• [DATA FOR ANALYSIS]
..........
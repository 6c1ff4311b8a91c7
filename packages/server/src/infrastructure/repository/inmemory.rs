//! InMemory Room Repository 実装
//!
//! ドメイン層が定義する `RoomRepository` / `MessageRepository` trait の具体的な実装。
//! Vec をインメモリ DB として使用します。プロセス終了とともにデータは失われます。

use std::sync::Arc;

use async_trait::async_trait;
use streamcircle_shared::time::{Clock, SystemClock};
use tokio::sync::Mutex;

use crate::domain::{
    ChatMessage, MessageId, MessageRepository, NewChatMessage, PlaybackKey, RepositoryError, Room,
    RoomId, RoomRepository, Slug, StreamKey, Timestamp,
};

#[derive(Default)]
struct Store {
    rooms: Vec<Room>,
    /// 挿入順（＝時系列順）
    messages: Vec<ChatMessage>,
}

/// インメモリ Room Repository 実装
pub struct InMemoryRoomRepository {
    store: Mutex<Store>,
    clock: Arc<dyn Clock>,
}

impl InMemoryRoomRepository {
    /// システム時計を使う InMemoryRoomRepository を作成
    pub fn new() -> Self {
        Self::with_clock(Arc::new(SystemClock))
    }

    pub fn with_clock(clock: Arc<dyn Clock>) -> Self {
        Self {
            store: Mutex::new(Store::default()),
            clock,
        }
    }

    fn now(&self) -> Timestamp {
        Timestamp::new(self.clock.now_millis())
    }

    /// 保存済みメッセージの総数
    pub async fn count_messages(&self) -> usize {
        self.store.lock().await.messages.len()
    }
}

impl Default for InMemoryRoomRepository {
    fn default() -> Self {
        Self::new()
    }
}

#[async_trait]
impl RoomRepository for InMemoryRoomRepository {
    async fn create_room(&self, room: Room) -> Result<Room, RepositoryError> {
        let mut store = self.store.lock().await;
        if store.rooms.iter().any(|r| r.slug == room.slug) {
            return Err(RepositoryError::Conflict(format!(
                "slug '{}' already exists",
                room.slug
            )));
        }
        if store.rooms.iter().any(|r| r.stream_key == room.stream_key) {
            return Err(RepositoryError::Conflict(
                "stream key already exists".to_string(),
            ));
        }
        store.rooms.push(room.clone());
        Ok(room)
    }

    async fn list_rooms(&self) -> Result<Vec<Room>, RepositoryError> {
        let store = self.store.lock().await;
        // 新しく作成されたものが先（同時刻は後から追加されたものが先）
        let mut rooms: Vec<Room> = store.rooms.iter().rev().cloned().collect();
        rooms.sort_by(|a, b| b.created_at.cmp(&a.created_at));
        Ok(rooms)
    }

    async fn find_by_slug(&self, slug: &Slug) -> Result<Option<Room>, RepositoryError> {
        let store = self.store.lock().await;
        Ok(store.rooms.iter().find(|r| &r.slug == slug).cloned())
    }

    async fn find_by_stream_key(&self, key: &StreamKey) -> Result<Option<Room>, RepositoryError> {
        let store = self.store.lock().await;
        Ok(store.rooms.iter().find(|r| &r.stream_key == key).cloned())
    }

    async fn set_live(&self, id: &RoomId, is_live: bool) -> Result<bool, RepositoryError> {
        let now = self.now();
        let mut store = self.store.lock().await;
        let room = store
            .rooms
            .iter_mut()
            .find(|r| &r.id == id)
            .ok_or(RepositoryError::NotFound)?;

        if room.is_live == is_live {
            return Ok(false);
        }
        room.is_live = is_live;
        room.updated_at = now;
        Ok(true)
    }

    async fn rotate_keys(
        &self,
        id: &RoomId,
        stream_key: StreamKey,
        playback_key: PlaybackKey,
    ) -> Result<Room, RepositoryError> {
        let now = self.now();
        let mut store = self.store.lock().await;
        if store
            .rooms
            .iter()
            .any(|r| &r.id != id && r.stream_key == stream_key)
        {
            return Err(RepositoryError::Conflict(
                "stream key already exists".to_string(),
            ));
        }

        let room = store
            .rooms
            .iter_mut()
            .find(|r| &r.id == id)
            .ok_or(RepositoryError::NotFound)?;
        room.rotate_keys(stream_key, playback_key, now);
        Ok(room.clone())
    }
}

#[async_trait]
impl MessageRepository for InMemoryRoomRepository {
    async fn insert_message(
        &self,
        message: NewChatMessage,
    ) -> Result<ChatMessage, RepositoryError> {
        let now = self.now();
        let mut store = self.store.lock().await;
        if !store.rooms.iter().any(|r| r.id == message.room_id) {
            return Err(RepositoryError::NotFound);
        }

        let stored = ChatMessage {
            id: MessageId::generate(),
            room_id: message.room_id,
            author: message.author,
            content: message.content,
            created_at: now,
        };
        store.messages.push(stored.clone());
        Ok(stored)
    }

    async fn recent_messages(
        &self,
        room_id: &RoomId,
        limit: usize,
    ) -> Result<Vec<ChatMessage>, RepositoryError> {
        let store = self.store.lock().await;
        let mut recent: Vec<ChatMessage> = store
            .messages
            .iter()
            .rev()
            .filter(|m| &m.room_id == room_id)
            .take(limit)
            .cloned()
            .collect();
        recent.reverse();
        Ok(recent)
    }
}

#[cfg(test)]
mod tests {
    use super::*;
    use crate::domain::{DisplayName, MessageContent, RoomName};
    use streamcircle_shared::time::FixedClock;

    // ========================================
    // テスト作業記録
    // ========================================
    // 【何をテストするか】
    // - ルームの作成・検索・一意性制約
    // - isLive の compare-and-set
    // - キーのローテーションと isLive のリセット
    // - メッセージ履歴の件数制限と時系列順
    //
    // 【なぜこのテストが必要か】
    // - SQLite 実装と同じ契約をテストと開発用サーバーで満たす必要がある
    // ========================================

    fn create_test_repository() -> InMemoryRoomRepository {
        InMemoryRoomRepository::with_clock(Arc::new(FixedClock::new(1000)))
    }

    fn create_test_room(slug: &str, stream_key: &str) -> Room {
        Room::new(
            RoomName::new("Jam Night".to_string()).unwrap(),
            Slug::new(slug.to_string()).unwrap(),
            StreamKey::new(stream_key.to_string()).unwrap(),
            PlaybackKey::new("ABC1234567".to_string()).unwrap(),
            Timestamp::new(1000),
        )
    }

    fn new_message(room_id: RoomId, content: &str) -> NewChatMessage {
        NewChatMessage {
            room_id,
            author: DisplayName::new("Alex".to_string()).unwrap(),
            content: MessageContent::new(content.to_string()).unwrap(),
        }
    }

    #[tokio::test]
    async fn test_create_and_find_room() {
        // テスト項目: 作成したルームを slug と stream key で検索できる
        // given (前提条件):
        let repo = create_test_repository();
        let room = create_test_room("jam-night", "stream-1");

        // when (操作):
        repo.create_room(room.clone()).await.unwrap();

        // then (期待する結果):
        let by_slug = repo.find_by_slug(&room.slug).await.unwrap();
        let by_key = repo.find_by_stream_key(&room.stream_key).await.unwrap();
        assert_eq!(by_slug, Some(room.clone()));
        assert_eq!(by_key, Some(room));
    }

    #[tokio::test]
    async fn test_create_room_rejects_duplicates() {
        // テスト項目: slug または stream key が重複するルームは作成できない
        // given (前提条件):
        let repo = create_test_repository();
        repo.create_room(create_test_room("jam-night", "stream-1"))
            .await
            .unwrap();

        // when (操作):
        let same_slug = repo
            .create_room(create_test_room("jam-night", "stream-2"))
            .await;
        let same_key = repo
            .create_room(create_test_room("other-room", "stream-1"))
            .await;

        // then (期待する結果):
        assert!(matches!(same_slug, Err(RepositoryError::Conflict(_))));
        assert!(matches!(same_key, Err(RepositoryError::Conflict(_))));
    }

    #[tokio::test]
    async fn test_set_live_reports_transitions_only() {
        // テスト項目: isLive が実際に変化したときのみ true が返る
        // given (前提条件):
        let repo = create_test_repository();
        let room = repo
            .create_room(create_test_room("jam-night", "stream-1"))
            .await
            .unwrap();

        // when (操作):
        let first = repo.set_live(&room.id, true).await.unwrap();
        let second = repo.set_live(&room.id, true).await.unwrap();
        let third = repo.set_live(&room.id, false).await.unwrap();

        // then (期待する結果):
        assert!(first);
        assert!(!second);
        assert!(third);
    }

    #[tokio::test]
    async fn test_set_live_on_unknown_room() {
        // テスト項目: 存在しないルームの isLive 更新は NotFound
        // given (前提条件):
        let repo = create_test_repository();

        // when (操作):
        let result = repo.set_live(&RoomId::generate(), true).await;

        // then (期待する結果):
        assert_eq!(result, Err(RepositoryError::NotFound));
    }

    #[tokio::test]
    async fn test_rotate_keys_resets_liveness() {
        // テスト項目: キーのローテーションで新しいキーが保存され isLive が false になる
        // given (前提条件):
        let repo = create_test_repository();
        let room = repo
            .create_room(create_test_room("jam-night", "stream-1"))
            .await
            .unwrap();
        repo.set_live(&room.id, true).await.unwrap();

        // when (操作):
        let rotated = repo
            .rotate_keys(
                &room.id,
                StreamKey::new("stream-2".to_string()).unwrap(),
                PlaybackKey::new("NEW1234567".to_string()).unwrap(),
            )
            .await
            .unwrap();

        // then (期待する結果):
        assert!(!rotated.is_live);
        assert_eq!(rotated.stream_key.as_str(), "stream-2");
        assert!(
            repo.find_by_stream_key(&room.stream_key)
                .await
                .unwrap()
                .is_none()
        );
    }

    #[tokio::test]
    async fn test_recent_messages_are_capped_and_chronological() {
        // テスト項目: 履歴は直近 limit 件が古い順で返り、他のルームのメッセージは含まれない
        // given (前提条件):
        let repo = create_test_repository();
        let room = repo
            .create_room(create_test_room("jam-night", "stream-1"))
            .await
            .unwrap();
        let other = repo
            .create_room(create_test_room("other-room", "stream-2"))
            .await
            .unwrap();
        for i in 0..5 {
            repo.insert_message(new_message(room.id, &format!("message {}", i)))
                .await
                .unwrap();
        }
        repo.insert_message(new_message(other.id, "elsewhere"))
            .await
            .unwrap();

        // when (操作):
        let recent = repo.recent_messages(&room.id, 3).await.unwrap();

        // then (期待する結果):
        let contents: Vec<&str> = recent.iter().map(|m| m.content.as_str()).collect();
        assert_eq!(contents, vec!["message 2", "message 3", "message 4"]);
    }

    #[tokio::test]
    async fn test_insert_message_for_unknown_room() {
        // テスト項目: 存在しないルームへのメッセージ保存は NotFound
        // given (前提条件):
        let repo = create_test_repository();

        // when (操作):
        let result = repo
            .insert_message(new_message(RoomId::generate(), "hi"))
            .await;

        // then (期待する結果):
        assert_eq!(result, Err(RepositoryError::NotFound));
        assert_eq!(repo.count_messages().await, 0);
    }
}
..........
• [TASK DESCRIPTION] If a line in the records contains "domain", report it.

• [FINISHED EXERCISE]
use crate::domain::{
    use crate::domain::{DisplayName, MessageContent, RoomName};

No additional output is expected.